Exercise data:
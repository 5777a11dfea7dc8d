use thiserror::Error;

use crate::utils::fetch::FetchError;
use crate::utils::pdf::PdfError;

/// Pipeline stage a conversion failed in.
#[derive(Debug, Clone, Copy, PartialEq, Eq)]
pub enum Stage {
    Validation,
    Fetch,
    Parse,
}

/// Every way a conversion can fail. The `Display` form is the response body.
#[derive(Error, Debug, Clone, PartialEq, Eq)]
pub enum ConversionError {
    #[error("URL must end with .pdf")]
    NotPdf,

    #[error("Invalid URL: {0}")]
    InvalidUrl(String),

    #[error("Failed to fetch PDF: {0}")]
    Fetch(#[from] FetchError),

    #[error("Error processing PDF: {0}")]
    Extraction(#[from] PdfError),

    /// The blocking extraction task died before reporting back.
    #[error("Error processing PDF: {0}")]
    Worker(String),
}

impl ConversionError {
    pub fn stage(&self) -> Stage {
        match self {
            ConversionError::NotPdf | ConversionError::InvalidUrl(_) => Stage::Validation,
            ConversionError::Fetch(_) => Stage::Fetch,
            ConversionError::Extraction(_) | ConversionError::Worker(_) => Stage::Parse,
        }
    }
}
---
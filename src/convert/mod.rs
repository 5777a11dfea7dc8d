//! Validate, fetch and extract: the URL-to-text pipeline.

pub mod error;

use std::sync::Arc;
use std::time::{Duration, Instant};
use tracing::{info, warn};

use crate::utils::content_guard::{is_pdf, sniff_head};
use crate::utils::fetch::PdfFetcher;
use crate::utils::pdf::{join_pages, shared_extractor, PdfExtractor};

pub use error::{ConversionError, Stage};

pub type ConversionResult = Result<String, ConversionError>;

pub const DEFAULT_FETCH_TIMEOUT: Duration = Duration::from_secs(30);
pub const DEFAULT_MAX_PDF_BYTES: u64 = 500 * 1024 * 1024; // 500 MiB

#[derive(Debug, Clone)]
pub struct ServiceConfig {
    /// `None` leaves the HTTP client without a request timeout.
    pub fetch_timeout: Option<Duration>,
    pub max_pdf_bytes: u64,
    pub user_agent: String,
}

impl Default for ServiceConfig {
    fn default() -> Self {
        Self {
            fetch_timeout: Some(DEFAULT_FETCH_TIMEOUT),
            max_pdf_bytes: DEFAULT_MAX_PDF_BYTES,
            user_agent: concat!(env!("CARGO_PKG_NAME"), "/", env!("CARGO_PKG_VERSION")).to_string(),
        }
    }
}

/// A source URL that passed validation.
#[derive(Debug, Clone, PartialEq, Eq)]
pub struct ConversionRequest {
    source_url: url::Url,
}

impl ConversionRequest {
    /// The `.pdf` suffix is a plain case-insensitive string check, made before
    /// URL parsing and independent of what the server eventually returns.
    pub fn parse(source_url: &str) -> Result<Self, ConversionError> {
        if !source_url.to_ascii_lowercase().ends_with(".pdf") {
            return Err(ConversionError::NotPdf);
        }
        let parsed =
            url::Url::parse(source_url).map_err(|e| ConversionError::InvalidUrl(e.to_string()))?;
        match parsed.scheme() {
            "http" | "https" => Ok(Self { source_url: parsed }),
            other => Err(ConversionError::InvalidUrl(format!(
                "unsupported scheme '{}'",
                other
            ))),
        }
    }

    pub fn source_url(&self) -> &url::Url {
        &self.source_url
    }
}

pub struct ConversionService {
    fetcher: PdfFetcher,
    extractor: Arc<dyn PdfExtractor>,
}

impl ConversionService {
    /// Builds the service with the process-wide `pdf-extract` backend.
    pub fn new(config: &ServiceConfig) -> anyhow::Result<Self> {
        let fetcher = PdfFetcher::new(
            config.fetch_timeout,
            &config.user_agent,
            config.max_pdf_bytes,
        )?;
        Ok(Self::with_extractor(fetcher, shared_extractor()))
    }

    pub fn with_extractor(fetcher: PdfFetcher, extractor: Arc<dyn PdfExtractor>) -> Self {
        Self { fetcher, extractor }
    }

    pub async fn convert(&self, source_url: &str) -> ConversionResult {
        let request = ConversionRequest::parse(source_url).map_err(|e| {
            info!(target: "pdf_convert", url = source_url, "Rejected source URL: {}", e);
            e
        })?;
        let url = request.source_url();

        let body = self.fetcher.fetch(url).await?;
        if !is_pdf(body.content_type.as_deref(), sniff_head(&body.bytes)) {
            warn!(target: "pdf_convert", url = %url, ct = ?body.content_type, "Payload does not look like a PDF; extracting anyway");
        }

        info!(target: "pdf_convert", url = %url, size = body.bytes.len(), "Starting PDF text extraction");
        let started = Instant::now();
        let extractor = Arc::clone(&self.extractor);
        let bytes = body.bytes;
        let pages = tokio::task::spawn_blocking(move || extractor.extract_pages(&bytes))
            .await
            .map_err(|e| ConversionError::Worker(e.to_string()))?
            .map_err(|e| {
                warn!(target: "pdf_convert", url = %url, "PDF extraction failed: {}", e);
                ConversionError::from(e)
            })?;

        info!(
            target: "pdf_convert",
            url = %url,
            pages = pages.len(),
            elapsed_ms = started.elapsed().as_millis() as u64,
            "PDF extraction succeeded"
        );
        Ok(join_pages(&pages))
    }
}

Work request: The number of lines in this listing that hold "Worker" is the only answer required.

Answer to the problem: 3